At the sound of that break in her voice the dread of seeing her suffer once more superseded every other feeling in the mother’s breast. She leaned against the pillows, speechless for a moment; then she held out her hand, seeking Anne’s.

“There’s nothing to ask, dear; nothing to tell.”

“You don’t hate him, mother? You really don’t?”

Slowly Kate Clephane articulated: “I don’t—hate him.”

“But why won’t you see him with me, then? Why won’t you talk it all out with us once for all? Mother, what is it? I must know.”

Mrs. Clephane, under her daughter’s relentless eyes, felt the blood rising from her throat to her pale lips and drawn cheeks, and to the forehead in which her pulses must be visibly beating. She lay there, bathed in a self-accusing crimson, and it seemed to her that those clear young eyes were like steel blades plunging into the deepest folds of her conscience.

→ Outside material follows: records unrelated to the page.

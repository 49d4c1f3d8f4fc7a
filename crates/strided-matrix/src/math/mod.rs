//! The strided matrix type and its arithmetic.
//!
//! `Matrix` keeps one flat `f64` buffer plus a row and a column stride.
//! Transposition only swaps the strides; fills and random draws rebuild
//! the buffer in row-major order.
pub mod matrix;
pub mod ops;
pub mod random;

pub use matrix::Matrix;
//! Operator overloads for [`Matrix`].
//!
//! Matrix-matrix operators borrow both operands and allocate a new matrix;
//! they panic on a shape mismatch. Use the `*_elementwise` methods for a
//! `Result` instead. Scalar operators consume the matrix, mutate it in place
//! and hand the same instance back.

use std::ops::{Add, AddAssign, Div, DivAssign, Mul, MulAssign, Sub, SubAssign};

use crate::error::Result;
use crate::math::matrix::Matrix;

fn unwrap_shape(result: Result<Matrix>) -> Matrix {
    match result {
        Ok(m) => m,
        Err(err) => panic!("{}", err),
    }
}

impl<'a, 'b> Add<&'b Matrix> for &'a Matrix {
    type Output = Matrix;

    fn add(self, rhs: &'b Matrix) -> Self::Output {
        unwrap_shape(self.add_elementwise(rhs))
    }
}

impl<'a, 'b> Sub<&'b Matrix> for &'a Matrix {
    type Output = Matrix;

    fn sub(self, rhs: &'b Matrix) -> Self::Output {
        unwrap_shape(self.subtract_elementwise(rhs))
    }
}

/// Elementwise (Hadamard) product. Use [`Matrix::dot`] for the matrix product.
impl<'a, 'b> Mul<&'b Matrix> for &'a Matrix {
    type Output = Matrix;

    fn mul(self, rhs: &'b Matrix) -> Self::Output {
        unwrap_shape(self.multiply_elementwise(rhs))
    }
}

impl<'a, 'b> Div<&'b Matrix> for &'a Matrix {
    type Output = Matrix;

    fn div(self, rhs: &'b Matrix) -> Self::Output {
        unwrap_shape(self.divide_elementwise(rhs))
    }
}

impl Add<f64> for Matrix {
    type Output = Matrix;

    fn add(mut self, rhs: f64) -> Self::Output {
        self.add_scalar(rhs);
        self
    }
}

impl Sub<f64> for Matrix {
    type Output = Matrix;

    fn sub(mut self, rhs: f64) -> Self::Output {
        self.subtract_scalar(rhs);
        self
    }
}

impl Mul<f64> for Matrix {
    type Output = Matrix;

    fn mul(mut self, rhs: f64) -> Self::Output {
        self.multiply_scalar(rhs);
        self
    }
}

impl Mul<Matrix> for f64 {
    type Output = Matrix;

    fn mul(self, mut rhs: Matrix) -> Self::Output {
        rhs.multiply_scalar(self);
        rhs
    }
}

impl Div<f64> for Matrix {
    type Output = Matrix;

    fn div(mut self, rhs: f64) -> Self::Output {
        self.divide_scalar(rhs);
        self
    }
}

impl AddAssign<f64> for Matrix {
    fn add_assign(&mut self, rhs: f64) {
        self.add_scalar(rhs);
    }
}

impl SubAssign<f64> for Matrix {
    fn sub_assign(&mut self, rhs: f64) {
        self.subtract_scalar(rhs);
    }
}

impl MulAssign<f64> for Matrix {
    fn mul_assign(&mut self, rhs: f64) {
        self.multiply_scalar(rhs);
    }
}

impl DivAssign<f64> for Matrix {
    fn div_assign(&mut self, rhs: f64) {
        self.divide_scalar(rhs);
    }
}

“You don’t hate him? But then you’re in love with him—you’re in love with him, and I’ve known it all along!” The girl shrilled it out suddenly, and hid her face in her hands.

Kate Clephane lay without speaking. In the first shock of the outcry all her defences had crashed together about her head, and it had been almost a relief to feel them going, to feel that pretences and disguises were at an end. Then Anne’s hands dropped to her side, and the mother, meeting her gaze, lost the sense of her own plight in the sight of that other woe. All at once she felt herself strong and resolute; all the old forces of dissimulation were pouring back through her veins. The accusing red faded from her face, and she lay there and quietly met the question in Anne’s eyes.